__Task goal__:
Each line in the data holding "most" should be listed.

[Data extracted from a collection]
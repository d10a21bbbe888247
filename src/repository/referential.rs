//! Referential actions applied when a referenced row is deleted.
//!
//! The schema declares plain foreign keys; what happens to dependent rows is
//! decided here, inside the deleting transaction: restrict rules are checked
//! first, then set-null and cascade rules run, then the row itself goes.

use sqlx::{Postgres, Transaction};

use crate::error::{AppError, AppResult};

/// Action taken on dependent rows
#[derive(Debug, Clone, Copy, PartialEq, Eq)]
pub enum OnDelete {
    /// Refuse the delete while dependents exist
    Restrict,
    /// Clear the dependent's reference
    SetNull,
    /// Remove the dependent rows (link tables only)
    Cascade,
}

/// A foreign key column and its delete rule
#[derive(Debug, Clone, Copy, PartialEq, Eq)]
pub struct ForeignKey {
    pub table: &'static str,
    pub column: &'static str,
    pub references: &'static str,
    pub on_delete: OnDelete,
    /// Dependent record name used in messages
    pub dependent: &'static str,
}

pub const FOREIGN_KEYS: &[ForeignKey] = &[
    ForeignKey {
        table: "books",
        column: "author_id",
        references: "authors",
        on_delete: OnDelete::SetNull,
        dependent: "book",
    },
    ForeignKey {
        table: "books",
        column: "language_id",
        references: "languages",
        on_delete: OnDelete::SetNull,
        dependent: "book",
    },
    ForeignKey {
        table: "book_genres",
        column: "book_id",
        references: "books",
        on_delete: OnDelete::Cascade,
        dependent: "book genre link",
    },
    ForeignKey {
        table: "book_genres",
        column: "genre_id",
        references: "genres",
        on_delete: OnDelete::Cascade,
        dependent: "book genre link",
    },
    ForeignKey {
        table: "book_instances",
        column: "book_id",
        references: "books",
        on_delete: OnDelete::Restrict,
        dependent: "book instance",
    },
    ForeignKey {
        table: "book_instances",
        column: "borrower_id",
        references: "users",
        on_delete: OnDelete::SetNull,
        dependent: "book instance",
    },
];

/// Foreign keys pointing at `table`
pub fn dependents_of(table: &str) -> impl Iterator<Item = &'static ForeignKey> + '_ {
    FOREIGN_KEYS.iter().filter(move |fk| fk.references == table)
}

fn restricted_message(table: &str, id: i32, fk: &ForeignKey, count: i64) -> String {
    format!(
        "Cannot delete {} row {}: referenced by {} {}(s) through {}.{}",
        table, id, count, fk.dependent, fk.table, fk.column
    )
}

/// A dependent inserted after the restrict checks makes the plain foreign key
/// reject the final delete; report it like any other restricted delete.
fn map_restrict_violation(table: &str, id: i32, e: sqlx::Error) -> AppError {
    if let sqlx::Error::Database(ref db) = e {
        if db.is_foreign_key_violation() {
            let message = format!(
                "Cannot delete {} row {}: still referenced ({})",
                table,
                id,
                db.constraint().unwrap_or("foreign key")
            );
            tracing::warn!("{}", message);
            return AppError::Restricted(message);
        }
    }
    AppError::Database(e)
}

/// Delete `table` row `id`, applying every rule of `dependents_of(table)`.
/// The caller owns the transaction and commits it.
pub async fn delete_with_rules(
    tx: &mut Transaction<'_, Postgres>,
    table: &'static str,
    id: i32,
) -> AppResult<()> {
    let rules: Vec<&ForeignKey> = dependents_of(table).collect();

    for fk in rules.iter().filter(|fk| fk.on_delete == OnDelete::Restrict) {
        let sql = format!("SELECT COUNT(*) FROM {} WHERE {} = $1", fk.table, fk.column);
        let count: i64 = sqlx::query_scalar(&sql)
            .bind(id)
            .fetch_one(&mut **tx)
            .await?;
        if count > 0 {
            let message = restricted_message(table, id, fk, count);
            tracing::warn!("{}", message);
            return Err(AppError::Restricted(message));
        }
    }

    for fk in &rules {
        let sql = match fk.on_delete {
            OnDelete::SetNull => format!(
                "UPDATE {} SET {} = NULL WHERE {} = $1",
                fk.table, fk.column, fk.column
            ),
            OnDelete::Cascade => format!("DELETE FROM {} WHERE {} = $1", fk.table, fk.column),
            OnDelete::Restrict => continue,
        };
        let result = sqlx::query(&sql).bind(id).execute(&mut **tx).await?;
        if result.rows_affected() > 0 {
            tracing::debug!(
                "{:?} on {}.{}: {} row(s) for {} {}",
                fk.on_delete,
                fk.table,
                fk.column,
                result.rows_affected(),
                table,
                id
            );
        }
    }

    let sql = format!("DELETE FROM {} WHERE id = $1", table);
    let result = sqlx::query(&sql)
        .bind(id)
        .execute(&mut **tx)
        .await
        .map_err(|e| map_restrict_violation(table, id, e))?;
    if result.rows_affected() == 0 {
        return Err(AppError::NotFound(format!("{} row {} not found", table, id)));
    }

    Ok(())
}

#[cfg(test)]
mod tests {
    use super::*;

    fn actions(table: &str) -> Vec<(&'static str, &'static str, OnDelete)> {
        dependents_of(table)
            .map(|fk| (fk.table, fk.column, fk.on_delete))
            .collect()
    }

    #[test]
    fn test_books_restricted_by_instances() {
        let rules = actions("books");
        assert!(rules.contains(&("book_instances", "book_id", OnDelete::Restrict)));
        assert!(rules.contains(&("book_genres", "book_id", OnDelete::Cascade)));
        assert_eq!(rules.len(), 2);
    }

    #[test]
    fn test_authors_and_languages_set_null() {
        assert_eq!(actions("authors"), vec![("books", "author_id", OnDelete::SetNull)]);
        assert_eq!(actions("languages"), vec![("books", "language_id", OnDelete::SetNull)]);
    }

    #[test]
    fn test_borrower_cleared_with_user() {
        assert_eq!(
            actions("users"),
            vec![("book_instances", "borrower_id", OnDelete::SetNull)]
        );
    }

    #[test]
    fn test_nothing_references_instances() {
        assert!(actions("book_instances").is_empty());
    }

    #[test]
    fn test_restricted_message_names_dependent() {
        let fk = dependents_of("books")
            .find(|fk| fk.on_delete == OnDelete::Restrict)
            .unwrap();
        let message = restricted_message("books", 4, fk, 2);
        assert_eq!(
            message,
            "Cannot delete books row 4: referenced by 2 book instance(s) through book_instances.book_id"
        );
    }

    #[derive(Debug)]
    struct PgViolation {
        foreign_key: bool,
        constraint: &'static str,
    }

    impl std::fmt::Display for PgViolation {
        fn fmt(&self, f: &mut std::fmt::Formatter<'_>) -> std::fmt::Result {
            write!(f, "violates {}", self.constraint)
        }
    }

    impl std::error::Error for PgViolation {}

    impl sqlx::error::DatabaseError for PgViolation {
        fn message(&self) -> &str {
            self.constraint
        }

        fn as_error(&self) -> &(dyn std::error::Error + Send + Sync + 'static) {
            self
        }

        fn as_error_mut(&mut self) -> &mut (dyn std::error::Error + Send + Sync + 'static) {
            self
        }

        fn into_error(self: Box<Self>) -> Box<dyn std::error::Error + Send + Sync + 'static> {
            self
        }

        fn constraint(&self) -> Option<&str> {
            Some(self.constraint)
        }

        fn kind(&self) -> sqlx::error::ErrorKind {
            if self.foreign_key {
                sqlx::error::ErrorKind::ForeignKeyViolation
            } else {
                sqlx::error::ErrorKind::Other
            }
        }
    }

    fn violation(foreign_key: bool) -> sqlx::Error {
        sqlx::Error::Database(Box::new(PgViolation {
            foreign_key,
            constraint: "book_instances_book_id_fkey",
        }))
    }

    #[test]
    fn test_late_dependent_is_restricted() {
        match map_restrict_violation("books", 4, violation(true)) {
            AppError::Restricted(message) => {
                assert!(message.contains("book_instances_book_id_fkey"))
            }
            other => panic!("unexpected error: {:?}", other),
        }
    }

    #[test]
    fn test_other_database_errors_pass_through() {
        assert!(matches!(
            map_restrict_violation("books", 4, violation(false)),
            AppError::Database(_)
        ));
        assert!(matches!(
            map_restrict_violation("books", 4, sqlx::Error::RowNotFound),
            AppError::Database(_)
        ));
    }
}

---

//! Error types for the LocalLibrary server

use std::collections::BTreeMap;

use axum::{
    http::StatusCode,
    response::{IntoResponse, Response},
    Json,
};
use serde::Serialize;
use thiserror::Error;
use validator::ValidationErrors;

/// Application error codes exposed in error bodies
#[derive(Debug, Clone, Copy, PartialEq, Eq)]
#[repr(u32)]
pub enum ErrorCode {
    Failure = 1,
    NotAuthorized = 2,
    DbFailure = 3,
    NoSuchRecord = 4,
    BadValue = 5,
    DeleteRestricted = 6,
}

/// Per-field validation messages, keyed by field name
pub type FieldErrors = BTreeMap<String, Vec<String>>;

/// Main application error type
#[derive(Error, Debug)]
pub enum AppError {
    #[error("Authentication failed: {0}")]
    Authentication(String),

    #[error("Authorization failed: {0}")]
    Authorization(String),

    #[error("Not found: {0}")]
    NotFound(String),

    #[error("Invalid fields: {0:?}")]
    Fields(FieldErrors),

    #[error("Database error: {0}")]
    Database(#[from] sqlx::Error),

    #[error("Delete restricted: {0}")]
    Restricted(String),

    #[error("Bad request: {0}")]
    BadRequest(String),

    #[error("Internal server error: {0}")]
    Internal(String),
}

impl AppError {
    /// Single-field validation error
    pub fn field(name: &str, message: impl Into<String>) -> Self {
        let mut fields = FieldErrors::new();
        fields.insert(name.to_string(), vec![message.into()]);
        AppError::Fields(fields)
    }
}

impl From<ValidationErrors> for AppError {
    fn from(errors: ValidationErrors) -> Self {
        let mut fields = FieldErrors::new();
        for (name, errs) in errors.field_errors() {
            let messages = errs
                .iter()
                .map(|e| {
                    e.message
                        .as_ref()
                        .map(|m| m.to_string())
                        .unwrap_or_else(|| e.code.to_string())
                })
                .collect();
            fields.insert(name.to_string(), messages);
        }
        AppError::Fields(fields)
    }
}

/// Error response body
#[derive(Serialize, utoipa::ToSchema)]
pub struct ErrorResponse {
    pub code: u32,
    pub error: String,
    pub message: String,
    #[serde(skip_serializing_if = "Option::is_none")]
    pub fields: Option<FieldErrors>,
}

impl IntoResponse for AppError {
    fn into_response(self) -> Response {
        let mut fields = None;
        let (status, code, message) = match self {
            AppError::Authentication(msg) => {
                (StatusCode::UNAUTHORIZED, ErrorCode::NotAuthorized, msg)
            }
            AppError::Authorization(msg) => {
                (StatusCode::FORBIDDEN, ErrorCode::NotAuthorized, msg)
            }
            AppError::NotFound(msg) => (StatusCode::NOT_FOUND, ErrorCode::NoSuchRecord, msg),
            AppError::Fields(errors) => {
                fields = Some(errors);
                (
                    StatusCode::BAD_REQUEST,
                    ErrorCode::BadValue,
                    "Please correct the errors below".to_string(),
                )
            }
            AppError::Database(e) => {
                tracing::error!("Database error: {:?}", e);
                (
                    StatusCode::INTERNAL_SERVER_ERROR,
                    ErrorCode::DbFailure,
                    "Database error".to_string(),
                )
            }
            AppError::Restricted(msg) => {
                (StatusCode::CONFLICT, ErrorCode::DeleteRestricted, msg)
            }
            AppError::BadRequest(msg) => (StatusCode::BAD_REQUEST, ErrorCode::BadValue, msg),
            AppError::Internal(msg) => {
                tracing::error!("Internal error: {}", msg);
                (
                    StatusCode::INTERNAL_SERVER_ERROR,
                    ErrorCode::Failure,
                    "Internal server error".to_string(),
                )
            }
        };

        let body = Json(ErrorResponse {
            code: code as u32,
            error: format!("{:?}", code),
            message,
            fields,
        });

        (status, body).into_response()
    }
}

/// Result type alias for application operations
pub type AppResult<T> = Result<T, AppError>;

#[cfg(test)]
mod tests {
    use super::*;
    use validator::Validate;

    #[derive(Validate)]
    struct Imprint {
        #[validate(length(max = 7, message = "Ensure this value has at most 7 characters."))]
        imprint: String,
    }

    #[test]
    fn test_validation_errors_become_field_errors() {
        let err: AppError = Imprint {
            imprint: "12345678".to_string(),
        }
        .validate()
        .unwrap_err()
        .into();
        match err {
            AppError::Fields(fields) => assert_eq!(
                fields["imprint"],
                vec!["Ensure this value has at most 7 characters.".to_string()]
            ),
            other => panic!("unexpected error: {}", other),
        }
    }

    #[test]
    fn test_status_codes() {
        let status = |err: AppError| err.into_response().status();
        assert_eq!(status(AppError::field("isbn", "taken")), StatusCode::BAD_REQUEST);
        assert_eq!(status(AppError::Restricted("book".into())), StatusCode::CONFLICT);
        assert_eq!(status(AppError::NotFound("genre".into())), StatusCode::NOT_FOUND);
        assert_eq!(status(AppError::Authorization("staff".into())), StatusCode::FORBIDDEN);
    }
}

__Your solution__:
        #[validate(length(max = 7, message = "Ensure this value has at most 7 characters."))]
                vec!["Ensure this value has at most 7 characters.".to_string()]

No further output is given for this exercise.